EXERCISE REQUIREMENTS:
Your task is to copy the lines of the data below from the line holding "#[derive(Error, Debug, PartialEq, Eq)]" through the line holding "less than election_timeout_min_ms", inclusive, exactly and with nothing added.

### THE INPUT

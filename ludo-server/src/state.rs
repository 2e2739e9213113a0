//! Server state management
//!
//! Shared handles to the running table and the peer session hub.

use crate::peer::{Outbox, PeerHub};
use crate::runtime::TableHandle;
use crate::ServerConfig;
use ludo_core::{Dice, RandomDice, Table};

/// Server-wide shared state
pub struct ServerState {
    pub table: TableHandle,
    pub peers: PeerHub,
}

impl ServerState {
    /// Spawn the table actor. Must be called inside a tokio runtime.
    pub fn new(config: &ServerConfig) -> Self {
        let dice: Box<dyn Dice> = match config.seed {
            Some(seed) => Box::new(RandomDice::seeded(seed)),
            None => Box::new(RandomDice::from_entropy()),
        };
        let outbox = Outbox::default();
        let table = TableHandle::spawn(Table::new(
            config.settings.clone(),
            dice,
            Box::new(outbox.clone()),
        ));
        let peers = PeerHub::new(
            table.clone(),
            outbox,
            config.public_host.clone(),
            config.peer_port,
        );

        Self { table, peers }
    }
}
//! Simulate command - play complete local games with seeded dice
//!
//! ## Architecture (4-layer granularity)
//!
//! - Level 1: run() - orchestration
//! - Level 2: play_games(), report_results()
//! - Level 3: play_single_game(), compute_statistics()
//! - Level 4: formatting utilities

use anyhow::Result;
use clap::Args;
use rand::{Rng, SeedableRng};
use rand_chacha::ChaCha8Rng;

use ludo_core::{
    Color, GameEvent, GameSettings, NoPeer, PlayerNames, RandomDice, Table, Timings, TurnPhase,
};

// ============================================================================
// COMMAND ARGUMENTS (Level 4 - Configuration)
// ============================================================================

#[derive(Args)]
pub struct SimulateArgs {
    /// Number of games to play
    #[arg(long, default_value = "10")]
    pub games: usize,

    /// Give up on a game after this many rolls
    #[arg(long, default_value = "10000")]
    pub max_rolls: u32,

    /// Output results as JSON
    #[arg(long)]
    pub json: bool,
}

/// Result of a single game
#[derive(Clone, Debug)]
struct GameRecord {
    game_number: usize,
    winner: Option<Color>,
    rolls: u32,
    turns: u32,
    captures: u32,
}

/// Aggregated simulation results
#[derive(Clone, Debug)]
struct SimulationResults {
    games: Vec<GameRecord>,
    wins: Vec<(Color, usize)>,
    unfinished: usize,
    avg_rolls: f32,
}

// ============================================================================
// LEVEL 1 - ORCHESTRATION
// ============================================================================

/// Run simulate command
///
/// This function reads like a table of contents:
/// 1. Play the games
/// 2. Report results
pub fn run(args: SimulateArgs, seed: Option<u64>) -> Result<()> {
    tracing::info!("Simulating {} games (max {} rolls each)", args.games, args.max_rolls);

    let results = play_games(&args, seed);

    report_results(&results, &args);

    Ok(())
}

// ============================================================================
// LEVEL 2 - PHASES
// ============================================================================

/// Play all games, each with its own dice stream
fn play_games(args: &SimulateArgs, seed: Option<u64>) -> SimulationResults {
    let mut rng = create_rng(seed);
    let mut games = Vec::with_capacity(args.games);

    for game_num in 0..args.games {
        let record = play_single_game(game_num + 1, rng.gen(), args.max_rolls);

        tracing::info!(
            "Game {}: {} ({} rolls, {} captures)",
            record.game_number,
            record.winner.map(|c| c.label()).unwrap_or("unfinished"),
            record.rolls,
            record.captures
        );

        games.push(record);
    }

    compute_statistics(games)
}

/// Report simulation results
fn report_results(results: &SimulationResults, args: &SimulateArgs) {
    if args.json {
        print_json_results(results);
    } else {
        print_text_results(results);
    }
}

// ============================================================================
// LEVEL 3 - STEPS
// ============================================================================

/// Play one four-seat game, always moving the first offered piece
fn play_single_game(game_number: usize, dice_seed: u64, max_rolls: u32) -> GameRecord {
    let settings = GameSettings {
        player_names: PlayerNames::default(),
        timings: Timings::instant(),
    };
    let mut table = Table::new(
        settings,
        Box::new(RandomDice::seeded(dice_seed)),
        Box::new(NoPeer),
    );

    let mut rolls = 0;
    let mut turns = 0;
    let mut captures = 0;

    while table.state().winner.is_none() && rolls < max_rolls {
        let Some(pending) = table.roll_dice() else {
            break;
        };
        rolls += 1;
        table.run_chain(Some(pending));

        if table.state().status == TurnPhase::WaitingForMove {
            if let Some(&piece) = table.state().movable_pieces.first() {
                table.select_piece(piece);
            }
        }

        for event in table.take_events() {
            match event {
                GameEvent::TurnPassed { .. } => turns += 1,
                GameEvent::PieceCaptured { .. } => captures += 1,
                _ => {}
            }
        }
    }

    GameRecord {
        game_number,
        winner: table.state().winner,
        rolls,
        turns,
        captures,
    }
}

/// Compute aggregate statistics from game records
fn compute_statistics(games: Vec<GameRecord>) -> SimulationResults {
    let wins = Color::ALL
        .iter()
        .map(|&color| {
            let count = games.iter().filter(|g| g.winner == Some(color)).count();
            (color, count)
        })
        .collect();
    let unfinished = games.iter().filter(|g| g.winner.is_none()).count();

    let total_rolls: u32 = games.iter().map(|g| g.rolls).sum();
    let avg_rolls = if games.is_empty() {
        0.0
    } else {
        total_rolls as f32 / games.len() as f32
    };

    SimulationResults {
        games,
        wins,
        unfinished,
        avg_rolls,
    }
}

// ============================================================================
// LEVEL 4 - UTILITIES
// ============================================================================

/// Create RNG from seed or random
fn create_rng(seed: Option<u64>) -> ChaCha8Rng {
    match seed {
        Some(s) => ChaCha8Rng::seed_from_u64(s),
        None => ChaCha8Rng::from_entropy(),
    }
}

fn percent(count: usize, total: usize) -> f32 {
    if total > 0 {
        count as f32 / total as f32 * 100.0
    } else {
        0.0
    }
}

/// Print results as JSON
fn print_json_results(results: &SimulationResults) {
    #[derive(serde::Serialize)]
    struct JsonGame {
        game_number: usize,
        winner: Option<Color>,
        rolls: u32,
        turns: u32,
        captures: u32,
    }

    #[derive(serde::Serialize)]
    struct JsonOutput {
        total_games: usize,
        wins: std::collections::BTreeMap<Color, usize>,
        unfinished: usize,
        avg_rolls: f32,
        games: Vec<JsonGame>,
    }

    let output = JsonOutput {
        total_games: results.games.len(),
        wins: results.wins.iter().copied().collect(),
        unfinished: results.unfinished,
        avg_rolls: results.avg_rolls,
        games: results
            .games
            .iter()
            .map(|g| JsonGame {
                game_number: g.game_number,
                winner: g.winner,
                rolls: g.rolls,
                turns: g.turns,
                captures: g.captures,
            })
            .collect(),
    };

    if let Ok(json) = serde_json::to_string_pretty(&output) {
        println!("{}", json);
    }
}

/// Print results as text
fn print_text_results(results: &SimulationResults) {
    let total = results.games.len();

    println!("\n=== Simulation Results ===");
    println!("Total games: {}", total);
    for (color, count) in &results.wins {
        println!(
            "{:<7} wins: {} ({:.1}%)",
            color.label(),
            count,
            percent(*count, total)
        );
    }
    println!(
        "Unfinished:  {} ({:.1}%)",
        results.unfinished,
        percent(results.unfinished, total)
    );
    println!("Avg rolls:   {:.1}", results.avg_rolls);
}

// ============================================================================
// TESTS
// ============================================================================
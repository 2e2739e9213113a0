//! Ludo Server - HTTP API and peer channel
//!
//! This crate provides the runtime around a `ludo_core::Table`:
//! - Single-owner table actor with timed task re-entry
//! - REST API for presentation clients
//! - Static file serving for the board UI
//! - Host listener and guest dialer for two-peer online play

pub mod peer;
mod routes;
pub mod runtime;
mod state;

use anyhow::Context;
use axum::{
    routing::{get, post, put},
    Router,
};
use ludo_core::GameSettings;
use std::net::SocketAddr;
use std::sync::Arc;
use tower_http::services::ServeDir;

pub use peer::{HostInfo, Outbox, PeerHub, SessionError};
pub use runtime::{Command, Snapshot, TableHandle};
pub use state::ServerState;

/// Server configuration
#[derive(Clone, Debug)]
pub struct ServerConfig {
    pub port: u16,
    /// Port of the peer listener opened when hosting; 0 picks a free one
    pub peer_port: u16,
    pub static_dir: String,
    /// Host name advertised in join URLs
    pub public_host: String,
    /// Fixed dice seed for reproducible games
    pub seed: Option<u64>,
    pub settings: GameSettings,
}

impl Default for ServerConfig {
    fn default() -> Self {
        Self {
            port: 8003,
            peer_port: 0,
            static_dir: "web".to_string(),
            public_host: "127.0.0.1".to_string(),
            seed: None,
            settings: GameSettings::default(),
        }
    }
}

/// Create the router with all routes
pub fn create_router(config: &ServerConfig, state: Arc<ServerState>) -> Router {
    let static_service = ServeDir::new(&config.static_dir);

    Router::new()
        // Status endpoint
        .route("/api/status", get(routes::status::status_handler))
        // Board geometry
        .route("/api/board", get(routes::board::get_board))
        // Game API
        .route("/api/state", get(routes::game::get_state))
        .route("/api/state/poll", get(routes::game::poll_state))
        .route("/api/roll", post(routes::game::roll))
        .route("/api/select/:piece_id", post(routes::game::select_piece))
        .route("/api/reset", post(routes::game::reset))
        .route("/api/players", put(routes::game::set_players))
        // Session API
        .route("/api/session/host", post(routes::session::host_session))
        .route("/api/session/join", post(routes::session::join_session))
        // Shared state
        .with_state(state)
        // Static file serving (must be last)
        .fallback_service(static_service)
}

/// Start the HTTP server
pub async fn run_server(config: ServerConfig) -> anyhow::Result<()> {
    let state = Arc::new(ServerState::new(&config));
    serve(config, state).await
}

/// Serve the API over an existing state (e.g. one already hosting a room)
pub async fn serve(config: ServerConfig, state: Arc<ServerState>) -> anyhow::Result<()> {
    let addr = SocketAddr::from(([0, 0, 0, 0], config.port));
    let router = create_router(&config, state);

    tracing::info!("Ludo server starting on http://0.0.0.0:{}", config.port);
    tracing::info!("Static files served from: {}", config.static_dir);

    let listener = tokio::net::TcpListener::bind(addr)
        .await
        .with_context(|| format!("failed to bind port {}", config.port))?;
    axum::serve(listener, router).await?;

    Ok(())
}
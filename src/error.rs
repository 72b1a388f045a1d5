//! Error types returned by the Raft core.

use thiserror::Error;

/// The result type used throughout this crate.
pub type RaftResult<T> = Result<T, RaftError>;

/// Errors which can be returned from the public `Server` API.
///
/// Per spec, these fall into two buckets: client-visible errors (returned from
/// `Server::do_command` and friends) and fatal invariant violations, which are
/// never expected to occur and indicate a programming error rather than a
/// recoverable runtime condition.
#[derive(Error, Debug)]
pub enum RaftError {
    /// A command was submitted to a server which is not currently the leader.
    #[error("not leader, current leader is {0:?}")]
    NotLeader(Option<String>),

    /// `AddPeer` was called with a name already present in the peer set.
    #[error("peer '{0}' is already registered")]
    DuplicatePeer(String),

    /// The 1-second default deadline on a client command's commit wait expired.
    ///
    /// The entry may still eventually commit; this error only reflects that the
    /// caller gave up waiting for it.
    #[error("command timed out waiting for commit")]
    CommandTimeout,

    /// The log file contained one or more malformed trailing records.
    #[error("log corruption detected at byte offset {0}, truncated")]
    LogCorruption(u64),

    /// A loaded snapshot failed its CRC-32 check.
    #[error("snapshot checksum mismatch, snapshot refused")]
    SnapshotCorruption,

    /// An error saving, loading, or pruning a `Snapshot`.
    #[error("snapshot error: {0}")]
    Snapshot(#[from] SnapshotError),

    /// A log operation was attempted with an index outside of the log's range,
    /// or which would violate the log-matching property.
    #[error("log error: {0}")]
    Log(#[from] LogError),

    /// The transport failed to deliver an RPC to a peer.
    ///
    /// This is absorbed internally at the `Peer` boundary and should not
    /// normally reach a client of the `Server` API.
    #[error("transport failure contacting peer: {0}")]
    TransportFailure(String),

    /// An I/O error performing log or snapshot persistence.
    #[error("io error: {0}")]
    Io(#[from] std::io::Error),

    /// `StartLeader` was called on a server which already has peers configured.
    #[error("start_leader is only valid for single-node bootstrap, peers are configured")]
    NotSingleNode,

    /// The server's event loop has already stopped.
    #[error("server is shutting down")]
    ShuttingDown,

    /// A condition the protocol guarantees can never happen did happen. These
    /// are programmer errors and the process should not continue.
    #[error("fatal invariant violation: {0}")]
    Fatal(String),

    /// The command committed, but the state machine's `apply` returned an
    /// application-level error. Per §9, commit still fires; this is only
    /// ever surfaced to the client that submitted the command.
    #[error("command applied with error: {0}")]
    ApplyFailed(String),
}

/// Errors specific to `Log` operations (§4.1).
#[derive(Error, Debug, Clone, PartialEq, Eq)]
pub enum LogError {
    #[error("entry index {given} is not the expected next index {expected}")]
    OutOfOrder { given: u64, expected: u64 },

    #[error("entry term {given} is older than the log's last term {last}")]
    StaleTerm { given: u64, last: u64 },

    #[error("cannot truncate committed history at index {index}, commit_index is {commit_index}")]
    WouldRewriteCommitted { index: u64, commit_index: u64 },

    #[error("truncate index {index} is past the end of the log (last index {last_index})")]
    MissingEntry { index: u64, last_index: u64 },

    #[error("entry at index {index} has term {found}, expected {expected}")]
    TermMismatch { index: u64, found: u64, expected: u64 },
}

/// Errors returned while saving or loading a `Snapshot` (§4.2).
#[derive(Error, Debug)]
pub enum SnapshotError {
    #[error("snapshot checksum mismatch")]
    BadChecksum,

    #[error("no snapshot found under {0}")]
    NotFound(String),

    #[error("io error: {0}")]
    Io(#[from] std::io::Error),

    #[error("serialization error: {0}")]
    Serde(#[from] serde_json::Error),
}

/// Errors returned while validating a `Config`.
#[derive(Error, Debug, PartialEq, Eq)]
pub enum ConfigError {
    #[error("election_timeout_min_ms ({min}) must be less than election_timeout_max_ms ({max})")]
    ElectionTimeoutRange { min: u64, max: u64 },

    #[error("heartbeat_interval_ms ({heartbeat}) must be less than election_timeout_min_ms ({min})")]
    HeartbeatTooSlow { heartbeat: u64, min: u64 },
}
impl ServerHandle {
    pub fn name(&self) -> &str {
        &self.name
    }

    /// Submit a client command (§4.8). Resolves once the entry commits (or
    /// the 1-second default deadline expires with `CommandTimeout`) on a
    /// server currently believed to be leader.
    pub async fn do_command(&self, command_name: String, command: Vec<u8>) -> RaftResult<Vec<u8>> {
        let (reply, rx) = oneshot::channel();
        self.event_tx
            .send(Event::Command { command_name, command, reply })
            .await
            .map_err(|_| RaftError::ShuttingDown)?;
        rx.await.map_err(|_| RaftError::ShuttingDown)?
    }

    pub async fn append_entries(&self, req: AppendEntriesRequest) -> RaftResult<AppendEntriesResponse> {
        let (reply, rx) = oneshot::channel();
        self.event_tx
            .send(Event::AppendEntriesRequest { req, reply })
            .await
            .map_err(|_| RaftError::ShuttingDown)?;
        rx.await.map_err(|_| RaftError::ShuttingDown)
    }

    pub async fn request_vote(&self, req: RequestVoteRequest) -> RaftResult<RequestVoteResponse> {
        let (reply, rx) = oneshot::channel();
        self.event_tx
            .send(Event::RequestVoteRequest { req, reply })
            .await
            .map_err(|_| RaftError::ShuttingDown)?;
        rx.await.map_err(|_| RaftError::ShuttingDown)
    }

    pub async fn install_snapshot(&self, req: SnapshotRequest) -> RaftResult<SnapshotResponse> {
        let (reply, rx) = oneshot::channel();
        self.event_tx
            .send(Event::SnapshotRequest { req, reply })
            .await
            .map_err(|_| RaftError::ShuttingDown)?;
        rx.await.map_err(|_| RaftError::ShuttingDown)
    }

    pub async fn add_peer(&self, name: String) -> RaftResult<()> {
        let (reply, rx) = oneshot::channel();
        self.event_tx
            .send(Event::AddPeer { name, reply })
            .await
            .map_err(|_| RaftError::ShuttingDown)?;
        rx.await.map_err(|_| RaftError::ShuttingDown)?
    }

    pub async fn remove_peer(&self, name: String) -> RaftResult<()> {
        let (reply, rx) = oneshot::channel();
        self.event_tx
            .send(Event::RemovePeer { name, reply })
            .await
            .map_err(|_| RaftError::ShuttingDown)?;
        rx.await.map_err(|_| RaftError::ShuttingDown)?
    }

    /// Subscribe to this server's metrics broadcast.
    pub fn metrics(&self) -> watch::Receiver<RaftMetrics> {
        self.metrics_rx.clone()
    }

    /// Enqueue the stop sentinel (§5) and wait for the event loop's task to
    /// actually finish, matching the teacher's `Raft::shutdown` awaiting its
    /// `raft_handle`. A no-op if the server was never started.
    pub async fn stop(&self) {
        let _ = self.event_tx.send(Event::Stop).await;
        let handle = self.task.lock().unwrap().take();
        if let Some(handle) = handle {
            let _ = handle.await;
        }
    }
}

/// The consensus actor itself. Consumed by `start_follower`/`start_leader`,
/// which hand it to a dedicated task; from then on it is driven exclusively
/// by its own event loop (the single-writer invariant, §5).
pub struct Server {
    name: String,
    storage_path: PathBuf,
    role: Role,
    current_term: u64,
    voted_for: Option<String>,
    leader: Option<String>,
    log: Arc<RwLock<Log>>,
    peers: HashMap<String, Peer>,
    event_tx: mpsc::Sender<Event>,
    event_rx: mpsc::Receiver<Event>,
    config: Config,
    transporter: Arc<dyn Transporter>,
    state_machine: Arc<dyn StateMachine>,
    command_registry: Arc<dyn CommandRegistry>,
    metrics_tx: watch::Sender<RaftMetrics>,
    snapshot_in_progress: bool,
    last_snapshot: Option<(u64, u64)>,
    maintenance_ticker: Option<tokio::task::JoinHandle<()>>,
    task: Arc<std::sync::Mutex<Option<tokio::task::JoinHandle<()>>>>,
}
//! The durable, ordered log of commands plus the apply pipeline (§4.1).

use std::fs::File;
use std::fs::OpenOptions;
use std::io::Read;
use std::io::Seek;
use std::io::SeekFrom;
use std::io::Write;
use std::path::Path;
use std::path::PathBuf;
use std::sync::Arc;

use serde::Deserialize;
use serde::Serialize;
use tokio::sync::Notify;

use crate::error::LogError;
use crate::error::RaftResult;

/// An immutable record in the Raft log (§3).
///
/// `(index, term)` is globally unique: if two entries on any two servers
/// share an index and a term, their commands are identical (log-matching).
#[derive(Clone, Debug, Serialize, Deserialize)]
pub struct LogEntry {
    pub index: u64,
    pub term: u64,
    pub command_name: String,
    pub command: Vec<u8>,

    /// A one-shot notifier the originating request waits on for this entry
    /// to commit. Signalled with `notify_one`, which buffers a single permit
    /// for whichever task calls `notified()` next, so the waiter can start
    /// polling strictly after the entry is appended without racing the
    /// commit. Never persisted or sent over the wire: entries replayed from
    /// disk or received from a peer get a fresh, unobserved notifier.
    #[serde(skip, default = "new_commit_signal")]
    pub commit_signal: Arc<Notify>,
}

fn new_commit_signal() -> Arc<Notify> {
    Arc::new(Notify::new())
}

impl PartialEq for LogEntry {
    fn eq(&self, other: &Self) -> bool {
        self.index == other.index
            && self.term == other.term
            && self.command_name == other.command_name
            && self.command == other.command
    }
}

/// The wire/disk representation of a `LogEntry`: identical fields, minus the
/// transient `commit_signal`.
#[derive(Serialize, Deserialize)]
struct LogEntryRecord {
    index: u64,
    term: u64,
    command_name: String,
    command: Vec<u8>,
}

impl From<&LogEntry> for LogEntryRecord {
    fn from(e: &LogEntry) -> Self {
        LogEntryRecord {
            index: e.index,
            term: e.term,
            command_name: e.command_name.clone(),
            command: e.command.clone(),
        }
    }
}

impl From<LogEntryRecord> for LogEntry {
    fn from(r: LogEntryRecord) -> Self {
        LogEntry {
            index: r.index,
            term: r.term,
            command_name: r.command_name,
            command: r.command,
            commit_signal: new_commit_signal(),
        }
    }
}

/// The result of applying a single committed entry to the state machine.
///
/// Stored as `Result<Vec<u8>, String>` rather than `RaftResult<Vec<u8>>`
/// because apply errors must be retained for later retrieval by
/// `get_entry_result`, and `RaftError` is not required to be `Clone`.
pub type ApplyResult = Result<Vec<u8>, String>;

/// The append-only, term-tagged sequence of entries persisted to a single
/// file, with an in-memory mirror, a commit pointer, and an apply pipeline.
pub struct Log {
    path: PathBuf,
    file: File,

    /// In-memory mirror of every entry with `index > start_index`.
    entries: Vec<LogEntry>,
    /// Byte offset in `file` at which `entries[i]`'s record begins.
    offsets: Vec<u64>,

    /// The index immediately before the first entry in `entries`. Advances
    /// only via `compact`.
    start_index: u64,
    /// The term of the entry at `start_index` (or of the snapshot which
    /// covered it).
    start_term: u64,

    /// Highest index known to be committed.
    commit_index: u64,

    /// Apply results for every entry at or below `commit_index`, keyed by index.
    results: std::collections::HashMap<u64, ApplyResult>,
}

######

WRITTEN RESPONSE:
#[derive(Error, Debug, PartialEq, Eq)]
pub enum ConfigError {
    #[error("election_timeout_min_ms ({min}) must be less than election_timeout_max_ms ({max})")]
    ElectionTimeoutRange { min: u64, max: u64 },

    #[error("heartbeat_interval_ms ({heartbeat}) must be less than election_timeout_min_ms ({min})")]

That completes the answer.